Mornings are the best and the worst part of the day. We're early risers anyway but with day light savings and unfamiliar beds we're really early risers. I think we were up at 4:00 this morning thanks to my regular check up from the nurse. It's the best to be just us for a bit in the quiet room. Talking about anything. This morning is was the election and work for Jesse. We can sit together and forget where we are for a while. 13wham whispering in the background just like always.
This morning Jesse took me for a wheelchair ride. He had to get some things from the car so he pushed me down to the lobby. Its nice to get out of the room especially when the halls and elevators are empty. I was so excited at the thought of getting a coffee but we were so early that the coffee shop wasn't even open. On our way we passed the nursery where there were three babies under the lights.

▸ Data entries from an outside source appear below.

//! Text rendering for command results.

use std::fmt::Display;

use filedrop_upload::{UploadEvent, UploadOutcome, UploadReport};

/// Shown in place of an empty or failed listing.
pub const NO_FILES_PLACEHOLDER: &str = "No files found.";

/// Renders a listing or search result as one line per file.
///
/// Always yields at least one line: an empty result and a failed request
/// both render as the placeholder.
pub fn file_lines<E: Display>(result: &Result<Vec<String>, E>) -> Vec<String> {
    match result {
        Ok(files) if !files.is_empty() => files.clone(),
        _ => vec![NO_FILES_PLACEHOLDER.to_string()],
    }
}

/// One-line progress update for an upload event, if the event warrants one.
pub fn progress_line(event: &UploadEvent) -> Option<String> {
    match event {
        UploadEvent::Started {
            target,
            total_chunks,
            total_bytes,
            ..
        } => Some(format!(
            "uploading {target}: {} in {total_chunks} chunk(s)",
            human_bytes(*total_bytes)
        )),
        UploadEvent::Progress {
            chunk,
            total_chunks,
            transferred_bytes,
            total_bytes,
            bytes_per_second,
            eta,
            ..
        } => {
            let mut line = format!(
                "chunk {}/{total_chunks}  {} / {}",
                chunk + 1,
                human_bytes(*transferred_bytes),
                human_bytes(*total_bytes)
            );
            if *bytes_per_second > 0.0 {
                line.push_str(&format!("  {}/s", human_bytes(*bytes_per_second as u64)));
            }
            if let Some(eta) = eta {
                line.push_str(&format!("  eta {}s", eta.as_secs()));
            }
            Some(line)
        }
        UploadEvent::ChunkSkipped { chunk, error, .. } => {
            Some(format!("chunk {} skipped: {error}", chunk + 1))
        }
        UploadEvent::Completed { .. } | UploadEvent::Failed { .. } | UploadEvent::Cancelled { .. } => {
            None
        }
    }
}

/// Final summary of an upload.
pub fn upload_summary(report: &UploadReport) -> String {
    let progress = &report.progress;
    match &report.outcome {
        UploadOutcome::Completed if progress.failed_chunks.is_empty() => format!(
            "uploaded {} ({}, {} chunk(s))",
            progress.target,
            human_bytes(progress.total_bytes),
            progress.total_chunks
        ),
        UploadOutcome::Completed => format!(
            "uploaded {} with gaps: {} of {} chunk(s) failed (indices {:?})",
            progress.target,
            progress.failed_chunks.len(),
            progress.total_chunks,
            progress.failed_chunks
        ),
        UploadOutcome::FailedAtChunk { index, reason } => format!(
            "upload of {} failed at chunk {index} after {} of {} chunk(s): {reason}",
            progress.target, progress.completed_chunks, progress.total_chunks
        ),
        UploadOutcome::Cancelled => format!(
            "upload of {} cancelled after {} of {} chunk(s)",
            progress.target, progress.completed_chunks, progress.total_chunks
        ),
    }
}

fn human_bytes(bytes: u64) -> String {
    const UNITS: [&str; 4] = ["B", "KiB", "MiB", "GiB"];
    let mut value = bytes as f64;
    let mut unit = 0;
    while value >= 1024.0 && unit < UNITS.len() - 1 {
        value /= 1024.0;
        unit += 1;
    }
    if unit == 0 {
        format!("{bytes} B")
    } else {
        format!("{value:.1} {}", UNITS[unit])
    }
}
//! Chunk transmitter contract.
//!
//! `ChunkTransmitter` is implemented by the HTTP client. Keeping it a trait
//! lets the sequencer be tested with instrumented mocks.

use std::future::Future;
use std::pin::Pin;

use filedrop_transfer::ChunkDescriptor;

/// Failure of a single chunk transmission.
#[derive(Debug, Clone, PartialEq, Eq, thiserror::Error)]
pub enum TransmitError {
    /// Connection refused, timeout, non-success status, unreadable response.
    #[error("network error: {0}")]
    Network(String),
}

/// One chunk ready to go on the wire.
#[derive(Debug, Clone, PartialEq, Eq)]
pub struct ChunkUpload {
    /// Name of the file on the service. The service appends to it.
    pub target: String,
    pub chunk: ChunkDescriptor,
    pub total_chunks: usize,
    /// Exactly the bytes of `chunk`.
    pub data: Vec<u8>,
}

/// Future returned by [`ChunkTransmitter::send`].
pub type TransmitFuture<'a> = Pin<Box<dyn Future<Output = Result<(), TransmitError>> + Send + 'a>>;

/// Sends one chunk as one request.
///
/// Implementations perform exactly one request per call, never retry, and
/// report every transport failure as [`TransmitError::Network`].
pub trait ChunkTransmitter: Send + Sync {
    fn send(&self, upload: ChunkUpload) -> TransmitFuture<'_>;
}
fn main() {
    println!("Run `cargo test -p wire-compat` to execute wire compatibility tests.");
}

#[cfg(test)]
mod tests {
    use std::fs;
    use std::path::PathBuf;

    use filedrop_protocol::{
        ErrorResponse, FileListResponse, SearchResponse, UploadPartResponse, UploadProgress,
        UploadStatus,
    };

    /// Returns the path to the fixtures directory.
    fn fixtures_dir() -> PathBuf {
        PathBuf::from(env!("CARGO_MANIFEST_DIR")).join("fixtures")
    }

    /// Loads a fixture JSON file and returns it as a `serde_json::Value`.
    fn load_fixture(name: &str) -> serde_json::Value {
        let path = fixtures_dir().join(name);
        let data = fs::read_to_string(&path)
            .unwrap_or_else(|e| panic!("failed to read fixture {}: {e}", path.display()));
        serde_json::from_str(&data)
            .unwrap_or_else(|e| panic!("failed to parse fixture {}: {e}", path.display()))
    }

    /// Deserializes a fixture into a Rust type, re-serializes it, and compares
    /// the JSON values (key order is irrelevant).
    fn roundtrip_test<T>(name: &str) -> T
    where
        T: serde::de::DeserializeOwned + serde::Serialize,
    {
        let fixture = load_fixture(name);
        let parsed: T = serde_json::from_value(fixture.clone())
            .unwrap_or_else(|e| panic!("failed to deserialize {name}: {e}"));
        let reserialized = serde_json::to_value(&parsed)
            .unwrap_or_else(|e| panic!("failed to re-serialize {name}: {e}"));

        assert_eq!(
            fixture, reserialized,
            "roundtrip mismatch for {name}:\n  service: {fixture}\n  Rust:    {reserialized}"
        );
        parsed
    }

    #[test]
    fn fixture_files_list() {
        let resp: FileListResponse = roundtrip_test("files_list.json");
        assert_eq!(
            resp.into_files(),
            vec!["notes.txt", "report.pdf", "holiday photo.jpg"]
        );
    }

    #[test]
    fn fixture_files_empty_message() {
        let resp: FileListResponse = roundtrip_test("files_empty_message.json");
        assert!(resp.files.is_none());
        assert!(resp.into_files().is_empty());
    }

    #[test]
    fn fixture_search_result() {
        let resp: SearchResponse = roundtrip_test("search_result.json");
        assert_eq!(resp.matching_files.len(), 2);
    }

    #[test]
    fn fixture_upload_part_response() {
        let resp: UploadPartResponse = roundtrip_test("upload_part_response.json");
        assert_eq!(resp.filename, "report.pdf");
    }

    #[test]
    fn fixture_error_detail() {
        let resp: ErrorResponse = roundtrip_test("error_detail.json");
        assert_eq!(resp.detail, "File not found");
    }

    #[test]
    fn fixture_upload_progress_failed() {
        let progress: UploadProgress = roundtrip_test("upload_progress_failed.json");
        assert_eq!(progress.status, UploadStatus::Failed);
        assert_eq!(progress.failed_chunks, vec![1]);
        assert_eq!(progress.completed_chunks, 1);
    }

    #[test]
    fn all_fixtures_are_covered() {
        let mut names: Vec<String> = fs::read_dir(fixtures_dir())
            .unwrap()
            .map(|e| e.unwrap().file_name().to_string_lossy().into_owned())
            .collect();
        names.sort();
        assert_eq!(
            names,
            vec![
                "error_detail.json",
                "files_empty_message.json",
                "files_list.json",
                "search_result.json",
                "upload_part_response.json",
                "upload_progress_failed.json",
            ]
        );
    }
}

They didn't look terribly sick, just sleeping under the lights. And I lost it. I've seen babies like that before but it's different now. Any day now it could be my baby.
It surprised me how much this quiet morning scene affected me. I've always been one to face the facts. I watch when my blood is drawn. I want to see where I'm going. These damn hormones! That is why mornings are also the worst. Morning is when I have to say good-bye to Jesse. I have yet to do it with a dry eye. I'm fine, we are fine, baby is safe in my belly and unless I get a prolapsed cord(When the umbilical cord falls out of me requiring immediate cesarean) Jesse would be able to get here in time to be with me during labor. These damn hormones! I feel like a toddler being left with a babysitter. I'm fine... as soon as the door clicks shut.